• [DIRECTIONS]: Start with the first line of the material. Repeat each line exactly through the one that contains "#[derive(Debug, thiserror::Error)]".

• [PROVIDED RECORDS]:
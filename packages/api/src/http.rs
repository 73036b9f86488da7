use reqwest::{Client, RequestBuilder, Url};
use serde::de::DeserializeOwned;

use roster::{
    Acknowledgement, BackendError, Character, CharacterBackend, CharacterId, CharacterUpdate,
    Page, Reply, SearchFilter,
};

/// Failures below the level of a backend reply.
#[derive(Debug, thiserror::Error)]
pub enum TransportError {
    #[error("invalid backend base URL {url:?}: {reason}")]
    InvalidBaseUrl { url: String, reason: String },
    #[error("request failed: {0}")]
    Request(#[from] reqwest::Error),
}

impl From<TransportError> for BackendError {
    fn from(err: TransportError) -> Self {
        BackendError::transport(err)
    }
}

/// `reqwest`-backed client for the `/characters` REST surface.
#[derive(Clone, Debug)]
pub struct HttpBackend {
    client: Client,
    base: Url,
}

impl HttpBackend {
    /// Create a client for the backend rooted at `base_url`
    /// (e.g. `"http://127.0.0.1:5000"` or `"https://host/admin/"`).
    pub fn new(base_url: &str) -> Result<Self, TransportError> {
        Self::with_client(Client::new(), base_url)
    }

    pub fn with_client(client: Client, base_url: &str) -> Result<Self, TransportError> {
        let trimmed = base_url.trim();
        // A trailing slash makes `Url::join` append instead of replacing the last segment.
        let normalized = if trimmed.ends_with('/') {
            trimmed.to_string()
        } else {
            format!("{trimmed}/")
        };
        let base = Url::parse(&normalized).map_err(|e| TransportError::InvalidBaseUrl {
            url: base_url.to_string(),
            reason: e.to_string(),
        })?;
        if base.cannot_be_a_base() || !matches!(base.scheme(), "http" | "https") {
            return Err(TransportError::InvalidBaseUrl {
                url: base_url.to_string(),
                reason: "expected an http(s) URL".to_string(),
            });
        }
        Ok(Self { client, base })
    }

    pub fn base_url(&self) -> &Url {
        &self.base
    }

    fn endpoint(&self, path: &str) -> Result<Url, TransportError> {
        self.base
            .join(path)
            .map_err(|e| TransportError::InvalidBaseUrl {
                url: self.base.to_string(),
                reason: e.to_string(),
            })
    }

    fn character_url(&self, id: CharacterId) -> Result<Url, TransportError> {
        self.endpoint(&format!("characters/{id}"))
    }
}

async fn decode<T: DeserializeOwned>(request: RequestBuilder) -> Result<T, TransportError> {
    let response = request.send().await?;
    tracing::debug!(status = %response.status(), url = %response.url(), "backend responded");
    Ok(response.json::<T>().await?)
}

impl CharacterBackend for HttpBackend {
    async fn list_page(&self, page: u32, per_page: u32) -> Result<Reply<Page>, BackendError> {
        let url = self.endpoint("characters")?;
        let request = self
            .client
            .get(url)
            .query(&[("page", page), ("per_page", per_page)]);
        Ok(decode(request).await?)
    }

    async fn search(&self, filter: &SearchFilter) -> Result<Reply<Vec<Character>>, BackendError> {
        let url = self.endpoint("characters/search")?;
        let request = self
            .client
            .get(url)
            .query(&[(filter.field.query_key(), filter.value.as_str())]);
        Ok(decode(request).await?)
    }

    async fn update(
        &self,
        id: CharacterId,
        body: &CharacterUpdate,
    ) -> Result<Acknowledgement, BackendError> {
        let request = self.client.put(self.character_url(id)?).json(body);
        Ok(decode(request).await?)
    }

    async fn delete(&self, id: CharacterId) -> Result<Acknowledgement, BackendError> {
        let request = self.client.delete(self.character_url(id)?);
        Ok(decode(request).await?)
    }
}

#[cfg(test)]
mod tests {
    use super::*;
    use axum::extract::Path;
    use axum::http::StatusCode;
    use axum::routing::{get, put};
    use axum::{Json, Router};
    use roster::SearchField;
    use serde_json::json;

    /// Local server that answers every route with 404 and a JSON body, the
    /// way the character service reports missing data.
    async fn serve_not_found() -> String {
        let app = Router::new()
            .route(
                "/characters",
                get(|| async { (StatusCode::NOT_FOUND, Json(json!({"error": "No data found"}))) }),
            )
            .route(
                "/characters/search",
                get(|| async {
                    (
                        StatusCode::NOT_FOUND,
                        Json(json!({"message": "No matching characters found"})),
                    )
                }),
            )
            .route(
                "/characters/{id}",
                put(|Path(id): Path<i64>| async move {
                    (
                        StatusCode::NOT_FOUND,
                        Json(json!({"error": format!("Character with id {id} not found")})),
                    )
                })
                .delete(|Path(id): Path<i64>| async move {
                    (
                        StatusCode::NOT_FOUND,
                        Json(json!({"error": format!("Character with id {id} not found")})),
                    )
                }),
            );

        let listener = tokio::net::TcpListener::bind("127.0.0.1:0").await.unwrap();
        let addr = listener.local_addr().unwrap();
        tokio::spawn(async move {
            axum::serve(listener, app).await.unwrap();
        });
        format!("http://{addr}")
    }

    #[test]
    fn test_endpoints_from_bare_origin() {
        let backend = HttpBackend::new("http://127.0.0.1:5000").unwrap();
        assert_eq!(
            backend.endpoint("characters").unwrap().as_str(),
            "http://127.0.0.1:5000/characters"
        );
        assert_eq!(
            backend.character_url(42).unwrap().as_str(),
            "http://127.0.0.1:5000/characters/42"
        );
    }

    #[test]
    fn test_endpoints_keep_base_path() {
        let backend = HttpBackend::new("https://example.com/admin").unwrap();
        assert_eq!(
            backend.endpoint("characters/search").unwrap().as_str(),
            "https://example.com/admin/characters/search"
        );

        let backend = HttpBackend::new("https://example.com/admin/").unwrap();
        assert_eq!(
            backend.character_url(7).unwrap().as_str(),
            "https://example.com/admin/characters/7"
        );
    }

    #[test]
    fn test_rejects_unusable_base_urls() {
        assert!(matches!(
            HttpBackend::new(""),
            Err(TransportError::InvalidBaseUrl { .. })
        ));
        assert!(matches!(
            HttpBackend::new("/characters"),
            Err(TransportError::InvalidBaseUrl { .. })
        ));
        assert!(matches!(
            HttpBackend::new("mailto:admin@example.com"),
            Err(TransportError::InvalidBaseUrl { .. })
        ));
    }

    #[test]
    fn test_search_query_is_encoded() {
        let backend = HttpBackend::new("http://localhost:5000").unwrap();
        let filter = SearchFilter::new(SearchField::LastName, "Van Houten");
        let request = backend
            .client
            .get(backend.endpoint("characters/search").unwrap())
            .query(&[(filter.field.query_key(), filter.value.as_str())])
            .build()
            .unwrap();
        assert_eq!(
            request.url().as_str(),
            "http://localhost:5000/characters/search?last_name=Van+Houten"
        );
    }

    #[tokio::test]
    async fn test_unreachable_backend_is_transport_error() {
        // Port 9 (discard) is not expected to be listening.
        let backend = HttpBackend::new("http://127.0.0.1:9").unwrap();
        let err = backend.list_page(1, 5).await.unwrap_err();
        assert!(matches!(err, BackendError::Transport(_)));
    }

    #[tokio::test]
    async fn test_not_found_bodies_are_decoded() {
        let backend = HttpBackend::new(&serve_not_found().await).unwrap();

        let reply = backend.list_page(4, 5).await.unwrap();
        assert_eq!(reply, Reply::error("No data found"));

        let filter = SearchFilter::new(SearchField::FirstName, "Zzyzx");
        let reply = backend.search(&filter).await.unwrap();
        assert_eq!(reply, Reply::message("No matching characters found"));

        let body = CharacterUpdate {
            first_name: "A".to_string(),
            last_name: "B".to_string(),
            occupation: String::new(),
        };
        let ack = backend.update(99, &body).await.unwrap();
        assert_eq!(ack, Acknowledgement::failure("Character with id 99 not found"));

        let ack = backend.delete(99).await.unwrap();
        assert_eq!(ack.error.as_deref(), Some("Character with id 99 not found"));
        assert_eq!(ack.message, None);
    }
}
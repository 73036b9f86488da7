//! # API crate — REST client for the character backend
//!
//! Every frontend talks to the backend through [`HttpBackend`], which implements
//! [`roster::CharacterBackend`] on top of `reqwest`. The same code runs in the
//! browser (reqwest's `fetch` backend on WASM) and natively.
//!
//! ## Endpoints
//!
//! | Method | Request |
//! |--------|---------|
//! | `list_page` | `GET {base}/characters?page=&per_page=` |
//! | `search` | `GET {base}/characters/search?<field>=<value>` |
//! | `update` | `PUT {base}/characters/{id}` with a JSON body |
//! | `delete` | `DELETE {base}/characters/{id}` |
//!
//! Response bodies are decoded whatever the HTTP status: the backend reports
//! "not found" and validation outcomes as `{ "error": ... }` or
//! `{ "message": ... }` bodies with 4xx codes, and those are regular replies
//! for the controller, not failures.

mod http;

pub use http::{HttpBackend, TransportError};
pub use roster::{BackendError, CharacterBackend};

• [SOLUTION FOR THIS TASK]:
filename packages/api/src/http.rs
repository 73036b9f86488da7
use reqwest::{Client, RequestBuilder, Url};
use serde::de::DeserializeOwned;

use roster::{
    Acknowledgement, BackendError, Character, CharacterBackend, CharacterId, CharacterUpdate,
    Page, Reply, SearchFilter,
};

/// Failures below the level of a backend reply.
#[derive(Debug, thiserror::Error)]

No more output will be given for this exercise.